▸ **ASSIGNED TASK**
Each entry below should be reproduced character for character.

Stored entries
BEGIN

//! Configuration management for the dex-embed service.
//!
//! This module handles loading and parsing configuration from TOML files,
//! with sensible defaults for all settings so the server runs without a
//! config file present.

use anyhow::{Context, Result};
use serde::{Deserialize, Serialize};
use std::path::Path;
use std::time::Duration;

/// Main configuration structure
#[derive(Debug, Clone, Serialize, Deserialize)]
pub struct Config {
    /// HTTP server settings
    pub server: ServerConfig,

    /// MangaDex API settings
    pub mangadex: MangaDexConfig,

    /// Logging settings
    pub logging: LoggingConfig,
}

/// HTTP server configuration
#[derive(Debug, Clone, Serialize, Deserialize)]
pub struct ServerConfig {
    /// Address to bind the listener to
    pub bind_address: String,

    /// Port to listen on
    pub port: u16,
}

/// MangaDex API configuration
#[derive(Debug, Clone, Serialize, Deserialize)]
pub struct MangaDexConfig {
    /// API base URL
    pub api_base_url: String,

    /// Public site base URL, used for canonical title links
    pub site_base_url: String,

    /// Base URL for cover images
    pub covers_base_url: String,

    /// Request timeout in seconds
    pub request_timeout_secs: u64,

    /// Rate limiting settings
    pub rate_limit: RateLimitConfig,
}

/// Rate limiting configuration
#[derive(Debug, Clone, Serialize, Deserialize)]
pub struct RateLimitConfig {
    /// Time to earn one request permit back, in milliseconds
    pub refill_interval_ms: u64,

    /// Maximum number of permits available at once
    pub burst: u32,
}

/// Logging configuration
#[derive(Debug, Clone, Serialize, Deserialize)]
pub struct LoggingConfig {
    /// Log directory path
    pub log_dir: String,

    /// Default log level (trace, debug, info, warn, error)
    pub default_level: String,

    /// Enable console output
    pub console: bool,

    /// Enable file output
    pub file: bool,

    /// Enable JSON formatting for file logs
    pub json_format: bool,
}

impl RateLimitConfig {
    /// Refill interval as a `Duration`
    pub fn refill_interval(&self) -> Duration {
        Duration::from_millis(self.refill_interval_ms)
    }
}

impl MangaDexConfig {
    /// Request timeout as a `Duration`
    pub fn request_timeout(&self) -> Duration {
        Duration::from_secs(self.request_timeout_secs)
    }
}

impl Default for Config {
    fn default() -> Self {
        Self {
            server: ServerConfig {
                bind_address: "0.0.0.0".to_string(),
                port: 8080,
            },
            mangadex: MangaDexConfig {
                api_base_url: "https://api.mangadex.org".to_string(),
                site_base_url: "https://mangadex.org".to_string(),
                covers_base_url: "https://uploads.mangadex.org/covers".to_string(),
                request_timeout_secs: 30,
                rate_limit: RateLimitConfig {
                    refill_interval_ms: 2000,
                    burst: 5,
                },
            },
            logging: LoggingConfig {
                log_dir: "data/logs".to_string(),
                default_level: "info".to_string(),
                console: true,
                file: true,
                json_format: false,
            },
        }
    }
}

impl Config {
    /// Load configuration from a TOML file
    ///
    /// If the file doesn't exist, returns the default configuration.
    pub fn from_file(path: impl AsRef<Path>) -> Result<Self> {
        let path = path.as_ref();

        if !path.exists() {
            tracing::warn!(
                path = %path.display(),
                "Config file not found, using defaults"
            );
            return Ok(Self::default());
        }

        let content = std::fs::read_to_string(path)
            .with_context(|| format!("Failed to read config file: {}", path.display()))?;

        let config: Config = toml::from_str(&content)
            .with_context(|| format!("Failed to parse config file: {}", path.display()))?;

        tracing::info!(
            path = %path.display(),
            "Configuration loaded successfully"
        );

        Ok(config)
    }

    /// Load configuration from a TOML file or fall back to defaults
    pub fn load_or_default(path: impl AsRef<Path>) -> Self {
        Self::from_file(path).unwrap_or_else(|e| {
            tracing::warn!(error = %e, "Failed to load config, using defaults");
            Self::default()
        })
    }

    /// Save configuration to a TOML file
    pub fn save(&self, path: impl AsRef<Path>) -> Result<()> {
        let path = path.as_ref();

        let content = toml::to_string_pretty(self)
            .context("Failed to serialize configuration")?;

        std::fs::write(path, content)
            .with_context(|| format!("Failed to write config file: {}", path.display()))?;

        tracing::info!(
            path = %path.display(),
            "Configuration saved successfully"
        );

        Ok(())
    }
}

END

▸ **EXERCISE ANSWER**
//! Configuration management for the dex-embed service.
//!
//! This module handles loading and parsing configuration from TOML files,
//! with sensible defaults for all settings so the server runs without a
//! config file present.

use anyhow::{Context, Result};
use serde::{Deserialize, Serialize};
use std::path::Path;
use std::time::Duration;

/// Main configuration structure
#[derive(Debug, Clone, Serialize, Deserialize)]
pub struct Config {
    /// HTTP server settings
    pub server: ServerConfig,

    /// MangaDex API settings
    pub mangadex: MangaDexConfig,

    /// Logging settings
    pub logging: LoggingConfig,
}

/// HTTP server configuration
#[derive(Debug, Clone, Serialize, Deserialize)]
pub struct ServerConfig {
    /// Address to bind the listener to
    pub bind_address: String,

    /// Port to listen on
    pub port: u16,
}

/// MangaDex API configuration
#[derive(Debug, Clone, Serialize, Deserialize)]
pub struct MangaDexConfig {
    /// API base URL
    pub api_base_url: String,

    /// Public site base URL, used for canonical title links
    pub site_base_url: String,

    /// Base URL for cover images
    pub covers_base_url: String,

    /// Request timeout in seconds
    pub request_timeout_secs: u64,

    /// Rate limiting settings
    pub rate_limit: RateLimitConfig,
}

/// Rate limiting configuration
#[derive(Debug, Clone, Serialize, Deserialize)]
pub struct RateLimitConfig {
    /// Time to earn one request permit back, in milliseconds
    pub refill_interval_ms: u64,

    /// Maximum number of permits available at once
    pub burst: u32,
}

/// Logging configuration
#[derive(Debug, Clone, Serialize, Deserialize)]
pub struct LoggingConfig {
    /// Log directory path
    pub log_dir: String,

    /// Default log level (trace, debug, info, warn, error)
    pub default_level: String,

    /// Enable console output
    pub console: bool,

    /// Enable file output
    pub file: bool,

    /// Enable JSON formatting for file logs
    pub json_format: bool,
}

impl RateLimitConfig {
    /// Refill interval as a `Duration`
    pub fn refill_interval(&self) -> Duration {
        Duration::from_millis(self.refill_interval_ms)
    }
}

impl MangaDexConfig {
    /// Request timeout as a `Duration`
    pub fn request_timeout(&self) -> Duration {
        Duration::from_secs(self.request_timeout_secs)
    }
}

impl Default for Config {
    fn default() -> Self {
        Self {
            server: ServerConfig {
                bind_address: "0.0.0.0".to_string(),
                port: 8080,
            },
            mangadex: MangaDexConfig {
                api_base_url: "https://api.mangadex.org".to_string(),
                site_base_url: "https://mangadex.org".to_string(),
                covers_base_url: "https://uploads.mangadex.org/covers".to_string(),
                request_timeout_secs: 30,
                rate_limit: RateLimitConfig {
                    refill_interval_ms: 2000,
                    burst: 5,
                },
            },
            logging: LoggingConfig {
                log_dir: "data/logs".to_string(),
                default_level: "info".to_string(),
                console: true,
                file: true,
                json_format: false,
            },
        }
    }
}

impl Config {
    /// Load configuration from a TOML file
    ///
    /// If the file doesn't exist, returns the default configuration.
    pub fn from_file(path: impl AsRef<Path>) -> Result<Self> {
        let path = path.as_ref();

        if !path.exists() {
            tracing::warn!(
                path = %path.display(),
                "Config file not found, using defaults"
            );
            return Ok(Self::default());
        }

        let content = std::fs::read_to_string(path)
            .with_context(|| format!("Failed to read config file: {}", path.display()))?;

        let config: Config = toml::from_str(&content)
            .with_context(|| format!("Failed to parse config file: {}", path.display()))?;

        tracing::info!(
            path = %path.display(),
            "Configuration loaded successfully"
        );

        Ok(config)
    }

    /// Load configuration from a TOML file or fall back to defaults
    pub fn load_or_default(path: impl AsRef<Path>) -> Self {
        Self::from_file(path).unwrap_or_else(|e| {
            tracing::warn!(error = %e, "Failed to load config, using defaults");
            Self::default()
        })
    }

    /// Save configuration to a TOML file
    pub fn save(&self, path: impl AsRef<Path>) -> Result<()> {
        let path = path.as_ref();

        let content = toml::to_string_pretty(self)
            .context("Failed to serialize configuration")?;

        std::fs::write(path, content)
            .with_context(|| format!("Failed to write config file: {}", path.display()))?;

        tracing::info!(
            path = %path.display(),
            "Configuration saved successfully"
        );

        Ok(())
    }
}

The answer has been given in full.